[Saved entries]
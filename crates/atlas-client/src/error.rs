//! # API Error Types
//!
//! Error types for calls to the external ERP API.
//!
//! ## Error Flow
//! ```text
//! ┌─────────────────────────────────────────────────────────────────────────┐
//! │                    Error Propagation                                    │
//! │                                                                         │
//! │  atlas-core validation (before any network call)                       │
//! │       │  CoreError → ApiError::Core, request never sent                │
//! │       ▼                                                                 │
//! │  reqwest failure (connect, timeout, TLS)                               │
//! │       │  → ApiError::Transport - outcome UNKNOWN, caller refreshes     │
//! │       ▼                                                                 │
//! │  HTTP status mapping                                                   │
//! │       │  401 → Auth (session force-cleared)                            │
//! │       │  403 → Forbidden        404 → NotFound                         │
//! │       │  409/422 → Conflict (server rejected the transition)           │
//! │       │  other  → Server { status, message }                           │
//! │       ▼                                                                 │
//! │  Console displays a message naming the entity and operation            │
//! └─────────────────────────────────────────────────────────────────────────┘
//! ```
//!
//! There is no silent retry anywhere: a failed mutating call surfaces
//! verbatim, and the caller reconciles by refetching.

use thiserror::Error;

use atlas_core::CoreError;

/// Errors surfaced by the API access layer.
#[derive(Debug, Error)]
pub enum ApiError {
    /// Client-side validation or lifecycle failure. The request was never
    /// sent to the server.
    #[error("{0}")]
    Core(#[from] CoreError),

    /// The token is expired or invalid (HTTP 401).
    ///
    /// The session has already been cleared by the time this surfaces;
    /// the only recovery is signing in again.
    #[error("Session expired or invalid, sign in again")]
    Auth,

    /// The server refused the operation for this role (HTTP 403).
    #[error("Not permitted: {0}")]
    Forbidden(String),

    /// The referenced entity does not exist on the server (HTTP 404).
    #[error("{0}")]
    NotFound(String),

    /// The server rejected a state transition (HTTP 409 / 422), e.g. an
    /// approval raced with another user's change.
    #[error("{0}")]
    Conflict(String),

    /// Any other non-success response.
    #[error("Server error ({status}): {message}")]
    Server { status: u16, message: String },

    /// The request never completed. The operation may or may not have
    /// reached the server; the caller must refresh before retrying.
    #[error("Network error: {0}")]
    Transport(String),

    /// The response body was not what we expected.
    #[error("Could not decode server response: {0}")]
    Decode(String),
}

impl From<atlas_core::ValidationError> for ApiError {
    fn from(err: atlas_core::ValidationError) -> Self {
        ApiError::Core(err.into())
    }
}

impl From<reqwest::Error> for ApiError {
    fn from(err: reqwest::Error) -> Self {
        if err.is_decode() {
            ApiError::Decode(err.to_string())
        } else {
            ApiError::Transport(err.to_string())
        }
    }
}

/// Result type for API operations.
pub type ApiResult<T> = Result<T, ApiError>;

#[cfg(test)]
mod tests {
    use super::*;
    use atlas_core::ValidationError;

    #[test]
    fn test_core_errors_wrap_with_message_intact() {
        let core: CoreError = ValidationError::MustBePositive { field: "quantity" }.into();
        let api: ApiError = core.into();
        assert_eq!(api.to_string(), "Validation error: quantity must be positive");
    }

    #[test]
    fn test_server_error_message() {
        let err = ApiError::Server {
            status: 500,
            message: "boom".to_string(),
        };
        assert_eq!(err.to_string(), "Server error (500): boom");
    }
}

> [WORK INSTRUCTIONS] The answer must consist of every entry, set down exactly as given.

> [RESULT BELOW]
filename crates/atlas-client/src/error.rs
//! # API Error Types
//!
//! Error types for calls to the external ERP API.
//!
//! ## Error Flow
//! ```text
//! ┌─────────────────────────────────────────────────────────────────────────┐
//! │                    Error Propagation                                    │
//! │                                                                         │
//! │  atlas-core validation (before any network call)                       │
//! │       │  CoreError → ApiError::Core, request never sent                │
//! │       ▼                                                                 │
//! │  reqwest failure (connect, timeout, TLS)                               │
//! │       │  → ApiError::Transport - outcome UNKNOWN, caller refreshes     │
//! │       ▼                                                                 │
//! │  HTTP status mapping                                                   │
//! │       │  401 → Auth (session force-cleared)                            │
//! │       │  403 → Forbidden        404 → NotFound                         │
//! │       │  409/422 → Conflict (server rejected the transition)           │
//! │       │  other  → Server { status, message }                           │
//! │       ▼                                                                 │
//! │  Console displays a message naming the entity and operation            │
//! └─────────────────────────────────────────────────────────────────────────┘
//! ```
//!
//! There is no silent retry anywhere: a failed mutating call surfaces
//! verbatim, and the caller reconciles by refetching.

use thiserror::Error;

use atlas_core::CoreError;

/// Errors surfaced by the API access layer.
#[derive(Debug, Error)]
pub enum ApiError {
    /// Client-side validation or lifecycle failure. The request was never
    /// sent to the server.
    #[error("{0}")]
    Core(#[from] CoreError),

    /// The token is expired or invalid (HTTP 401).
    ///
    /// The session has already been cleared by the time this surfaces;
    /// the only recovery is signing in again.
    #[error("Session expired or invalid, sign in again")]
    Auth,

    /// The server refused the operation for this role (HTTP 403).
    #[error("Not permitted: {0}")]
    Forbidden(String),

    /// The referenced entity does not exist on the server (HTTP 404).
    #[error("{0}")]
    NotFound(String),

    /// The server rejected a state transition (HTTP 409 / 422), e.g. an
    /// approval raced with another user's change.
    #[error("{0}")]
    Conflict(String),

    /// Any other non-success response.
    #[error("Server error ({status}): {message}")]
    Server { status: u16, message: String },

    /// The request never completed. The operation may or may not have
    /// reached the server; the caller must refresh before retrying.
    #[error("Network error: {0}")]
    Transport(String),

    /// The response body was not what we expected.
    #[error("Could not decode server response: {0}")]
    Decode(String),
}

impl From<atlas_core::ValidationError> for ApiError {
    fn from(err: atlas_core::ValidationError) -> Self {
        ApiError::Core(err.into())
    }
}

impl From<reqwest::Error> for ApiError {
    fn from(err: reqwest::Error) -> Self {
        if err.is_decode() {
            ApiError::Decode(err.to_string())
        } else {
            ApiError::Transport(err.to_string())
        }
    }
}

/// Result type for API operations.
pub type ApiResult<T> = Result<T, ApiError>;

#[cfg(test)]
mod tests {
    use super::*;
    use atlas_core::ValidationError;

    #[test]
    fn test_core_errors_wrap_with_message_intact() {
        let core: CoreError = ValidationError::MustBePositive { field: "quantity" }.into();
        let api: ApiError = core.into();
        assert_eq!(api.to_string(), "Validation error: quantity must be positive");
    }

    #[test]
    fn test_server_error_message() {
        let err = ApiError::Server {
            status: 500,
            message: "boom".to_string(),
        };
        assert_eq!(err.to_string(), "Server error (500): boom");
    }
}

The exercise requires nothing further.